### What you will do
Note each line in the data holding the string "known" and report it.

### Data listing
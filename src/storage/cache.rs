//! Session-scoped hierarchy cache
//!
//! Three maps, all keyed by task id:
//! - `childrenOf`: parent -> ordered children plus the time they were fetched
//! - `lastVisited`: parent -> most recent navigation position under it
//! - `parentOf`: task -> parent
//!
//! The children map is bounded. Inserting past capacity evicts the entry
//! with the oldest fetch time and, with it, every `parentOf` mapping that
//! was learned from that entry. Staleness never evicts; it only makes the
//! resolver re-fetch.
//!
//! Maps are `BTreeMap`s so eviction ties and the persisted layout are
//! deterministic.

use std::collections::BTreeMap;

use chrono::{DateTime, Duration, Utc};
use serde::{Deserialize, Serialize};

use super::session::{SessionBackend, SessionError};
use crate::domain::{LastVisited, Sibling, TaskId};

/// Default number of children entries kept
pub const DEFAULT_CAPACITY: usize = 20;

/// Default time a children entry is served without re-fetching
pub const DEFAULT_TTL_MS: u64 = 60_000;

/// A cached children enumeration
#[derive(Debug, Clone, PartialEq, Eq, Serialize, Deserialize)]
#[serde(rename_all = "camelCase")]
pub struct ChildrenEntry {
    pub siblings: Vec<Sibling>,
    #[serde(with = "chrono::serde::ts_milliseconds")]
    pub fetched_at: DateTime<Utc>,
}

impl ChildrenEntry {
    /// Returns true while `now - fetched_at < ttl`
    pub fn is_fresh(&self, now: DateTime<Utc>, ttl: Duration) -> bool {
        now - self.fetched_at < ttl
    }
}

/// The navigation cache
#[derive(Debug, Clone, PartialEq, Serialize, Deserialize)]
#[serde(rename_all = "camelCase")]
pub struct NavCache {
    children_of: BTreeMap<TaskId, ChildrenEntry>,
    last_visited: BTreeMap<TaskId, LastVisited>,
    parent_of: BTreeMap<TaskId, TaskId>,

    #[serde(skip, default = "default_capacity")]
    capacity: usize,
}

fn default_capacity() -> usize {
    DEFAULT_CAPACITY
}

impl Default for NavCache {
    fn default() -> Self {
        Self::with_capacity(DEFAULT_CAPACITY)
    }
}

impl NavCache {
    /// Creates an empty cache holding at most `capacity` children entries
    pub fn with_capacity(capacity: usize) -> Self {
        Self {
            children_of: BTreeMap::new(),
            last_visited: BTreeMap::new(),
            parent_of: BTreeMap::new(),
            capacity,
        }
    }

    /// Loads the cache from a session backend
    ///
    /// Never fails: a missing, unreadable or malformed record (including one
    /// that lacks any of the three maps) yields an empty cache.
    pub fn load(backend: &dyn SessionBackend, capacity: usize) -> Self {
        let payload = match backend.read() {
            Ok(Some(payload)) => payload,
            Ok(None) => return Self::with_capacity(capacity),
            Err(e) => {
                tracing::debug!(error = %e, "session cache unreadable, starting empty");
                return Self::with_capacity(capacity);
            }
        };

        match serde_json::from_str::<NavCache>(&payload) {
            Ok(mut cache) => {
                cache.capacity = capacity;
                while cache.children_of.len() > cache.capacity {
                    cache.evict_if_over_capacity();
                }
                tracing::debug!(
                    children = cache.children_of.len(),
                    parents = cache.parent_of.len(),
                    "session cache loaded"
                );
                cache
            }
            Err(e) => {
                tracing::debug!(error = %e, "session cache malformed, starting empty");
                Self::with_capacity(capacity)
            }
        }
    }

    /// Writes the cache to a session backend
    pub fn persist(&self, backend: &dyn SessionBackend) -> Result<(), SessionError> {
        let payload = serde_json::to_string(self)?;
        backend.write(&payload)
    }

    pub fn capacity(&self) -> usize {
        self.capacity
    }

    pub fn get_children(&self, parent: &TaskId) -> Option<&ChildrenEntry> {
        self.children_of.get(parent)
    }

    /// Records `parent`'s children fetched at `fetched_at`
    ///
    /// Every sibling's parent becomes known as a side effect. Runs eviction
    /// afterwards.
    pub fn set_children(&mut self, parent: &TaskId, siblings: Vec<Sibling>, fetched_at: DateTime<Utc>) {
        for sibling in &siblings {
            self.parent_of.insert(sibling.id.clone(), parent.clone());
        }
        self.children_of
            .insert(parent.clone(), ChildrenEntry { siblings, fetched_at });
        self.evict_if_over_capacity();
    }

    /// Drops `parent`'s children entry without touching `parentOf`
    pub fn remove_children(&mut self, parent: &TaskId) -> Option<ChildrenEntry> {
        self.children_of.remove(parent)
    }

    pub fn get_parent(&self, task: &TaskId) -> Option<&TaskId> {
        self.parent_of.get(task)
    }

    pub fn set_parent(&mut self, task: &TaskId, parent: &TaskId) {
        self.parent_of.insert(task.clone(), parent.clone());
    }

    pub fn get_last_visited(&self, parent: &TaskId) -> Option<&LastVisited> {
        self.last_visited.get(parent)
    }

    pub fn set_last_visited(&mut self, parent: &TaskId, visit: LastVisited) {
        self.last_visited.insert(parent.clone(), visit);
    }

    /// Evicts the oldest children entry if over capacity
    ///
    /// Ties on `fetched_at` go to the smallest parent id. Returns the evicted
    /// parent id.
    pub fn evict_if_over_capacity(&mut self) -> Option<TaskId> {
        if self.children_of.len() <= self.capacity {
            return None;
        }

        let oldest = self
            .children_of
            .iter()
            .min_by_key(|(_, entry)| entry.fetched_at)
            .map(|(parent, _)| parent.clone())?;

        let evicted = self.children_of.remove(&oldest)?;
        for sibling in &evicted.siblings {
            if self.parent_of.get(&sibling.id) == Some(&oldest) {
                self.parent_of.remove(&sibling.id);
            }
        }

        tracing::debug!(parent = %oldest, "evicted children entry");
        Some(oldest)
    }

    /// Number of children entries held
    pub fn children_len(&self) -> usize {
        self.children_of.len()
    }

    /// Number of known parent links
    pub fn parent_len(&self) -> usize {
        self.parent_of.len()
    }

    /// Number of remembered positions
    pub fn last_visited_len(&self) -> usize {
        self.last_visited.len()
    }

    /// Iterates children entries in parent id order
    pub fn children_entries(&self) -> impl Iterator<Item = (&TaskId, &ChildrenEntry)> {
        self.children_of.iter()
    }

    pub fn is_empty(&self) -> bool {
        self.children_of.is_empty() && self.last_visited.is_empty() && self.parent_of.is_empty()
    }
}

#[cfg(test)]
mod tests {
    use super::*;
    use crate::storage::session::MemorySession;
    use chrono::TimeZone;
    use proptest::prelude::*;

    fn id(s: &str) -> TaskId {
        s.parse().unwrap()
    }

    fn at(ms: i64) -> DateTime<Utc> {
        Utc.timestamp_millis_opt(ms).unwrap()
    }

    fn siblings(ids: &[&str]) -> Vec<Sibling> {
        ids.iter().map(|s| Sibling::new(id(s), format!("Task {}", s))).collect()
    }

    #[test]
    fn set_children_backfills_parents() {
        let mut cache = NavCache::default();
        cache.set_children(&id("p"), siblings(&["a", "b"]), at(0));

        assert_eq!(cache.get_parent(&id("a")), Some(&id("p")));
        assert_eq!(cache.get_parent(&id("b")), Some(&id("p")));
        assert_eq!(cache.get_children(&id("p")).unwrap().siblings.len(), 2);
    }

    #[test]
    fn freshness_boundary() {
        let entry = ChildrenEntry {
            siblings: vec![],
            fetched_at: at(1_000),
        };
        let ttl = Duration::milliseconds(DEFAULT_TTL_MS as i64);

        assert!(entry.is_fresh(at(1_000 + 59_999), ttl));
        assert!(!entry.is_fresh(at(1_000 + 60_000), ttl));
    }

    #[test]
    fn eviction_removes_oldest_and_its_parent_links() {
        let mut cache = NavCache::with_capacity(2);
        cache.set_children(&id("p2"), siblings(&["b1"]), at(200));
        cache.set_children(&id("p1"), siblings(&["a1", "a2"]), at(100));
        cache.set_children(&id("p3"), siblings(&["c1"]), at(300));

        assert_eq!(cache.children_len(), 2);
        assert!(cache.get_children(&id("p1")).is_none());
        assert!(cache.get_parent(&id("a1")).is_none());
        assert!(cache.get_parent(&id("a2")).is_none());
        assert_eq!(cache.get_parent(&id("b1")), Some(&id("p2")));
        assert_eq!(cache.get_parent(&id("c1")), Some(&id("p3")));
    }

    #[test]
    fn eviction_keeps_links_repointed_elsewhere() {
        let mut cache = NavCache::with_capacity(1);
        cache.set_children(&id("old"), siblings(&["x"]), at(0));
        // x was reparented and learned directly
        cache.set_parent(&id("x"), &id("new"));
        cache.set_children(&id("other"), siblings(&["y"]), at(10));

        assert!(cache.get_children(&id("old")).is_none());
        assert_eq!(cache.get_parent(&id("x")), Some(&id("new")));
    }

    #[test]
    fn eviction_tie_goes_to_smallest_key() {
        let mut cache = NavCache::with_capacity(2);
        cache.set_children(&id("b"), siblings(&["b1"]), at(5));
        cache.set_children(&id("a"), siblings(&["a1"]), at(5));
        cache.set_children(&id("c"), siblings(&["c1"]), at(9));

        assert!(cache.get_children(&id("a")).is_none());
        assert!(cache.get_children(&id("b")).is_some());
    }

    #[test]
    fn replacing_an_entry_does_not_evict() {
        let mut cache = NavCache::with_capacity(1);
        cache.set_children(&id("p"), siblings(&["a"]), at(0));
        cache.set_children(&id("p"), siblings(&["a", "b"]), at(10));

        assert_eq!(cache.children_len(), 1);
        assert_eq!(cache.get_children(&id("p")).unwrap().fetched_at, at(10));
    }

    #[test]
    fn persisted_layout_uses_camel_case_maps() {
        let mut cache = NavCache::default();
        cache.set_children(&id("p"), siblings(&["a"]), at(42));
        cache.set_last_visited(&id("p"), LastVisited::new(id("a"), 0));

        let json: serde_json::Value = serde_json::to_value(&cache).unwrap();
        assert_eq!(json["childrenOf"]["p"]["fetchedAt"], 42);
        assert_eq!(json["childrenOf"]["p"]["siblings"][0]["id"], "a");
        assert_eq!(json["lastVisited"]["p"]["idx"], 0);
        assert_eq!(json["parentOf"]["a"], "p");
    }

    #[test]
    fn persist_and_load_round_trip() {
        let session = MemorySession::default();
        let mut cache = NavCache::default();
        cache.set_children(&id("p"), siblings(&["a", "b", "c"]), at(1_000));
        cache.set_parent(&id("p"), &id("root"));
        cache.set_last_visited(&id("p"), LastVisited::new(id("b"), 1));

        cache.persist(&session).unwrap();
        let loaded = NavCache::load(&session, DEFAULT_CAPACITY);

        assert_eq!(loaded, cache);
    }

    #[test]
    fn load_missing_record_is_empty() {
        let session = MemorySession::default();
        assert!(NavCache::load(&session, 5).is_empty());
    }

    #[test]
    fn load_malformed_record_is_empty() {
        let session = MemorySession::with_payload("{not json");
        assert!(NavCache::load(&session, 5).is_empty());
    }

    #[test]
    fn load_record_missing_a_map_is_empty() {
        let session = MemorySession::with_payload(
            r#"{"childrenOf": {}, "lastVisited": {"p": {"id": "a", "idx": 0}}}"#,
        );
        let cache = NavCache::load(&session, 5);
        assert!(cache.is_empty());
    }

    #[test]
    fn load_trims_to_capacity() {
        let session = MemorySession::default();
        let mut cache = NavCache::with_capacity(10);
        for i in 0..5 {
            cache.set_children(&id(&format!("p{}", i)), siblings(&[&format!("c{}", i)]), at(i));
        }
        cache.persist(&session).unwrap();

        let loaded = NavCache::load(&session, 3);
        assert_eq!(loaded.children_len(), 3);
        assert!(loaded.get_children(&id("p0")).is_none());
        assert!(loaded.get_children(&id("p1")).is_none());
        assert!(loaded.get_children(&id("p4")).is_some());
    }

    #[test]
    fn persist_failure_is_reported() {
        let session = MemorySession::failing();
        let cache = NavCache::default();
        assert!(cache.persist(&session).is_err());
    }

    proptest! {
        #[test]
        fn capacity_plus_one_evicts_exactly_the_oldest(
            times in proptest::collection::btree_set(0i64..1_000_000, 2..30)
        ) {
            let times: Vec<i64> = times.into_iter().collect();
            let capacity = times.len() - 1;
            let mut cache = NavCache::with_capacity(capacity);

            // Insert in reverse so insertion order differs from time order
            for (n, t) in times.iter().enumerate().rev() {
                let parent = id(&format!("p{}", n));
                let child = id(&format!("c{}", n));
                cache.set_children(&parent, vec![Sibling::new(child, "")], at(*t));
            }

            prop_assert_eq!(cache.children_len(), capacity);
            // times are sorted ascending, so p0 holds the smallest fetched_at
            prop_assert!(cache.get_children(&id("p0")).is_none());
            prop_assert!(cache.get_parent(&id("c0")).is_none());
            for n in 1..times.len() {
                let parent = id(&format!("p{}", n));
                prop_assert!(cache.get_children(&parent).is_some());
                prop_assert_eq!(cache.get_parent(&id(&format!("c{}", n))), Some(&parent));
            }
        }
    }
}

### Expected answer
    /// Every sibling's parent becomes known as a side effect. Runs eviction
    /// Number of known parent links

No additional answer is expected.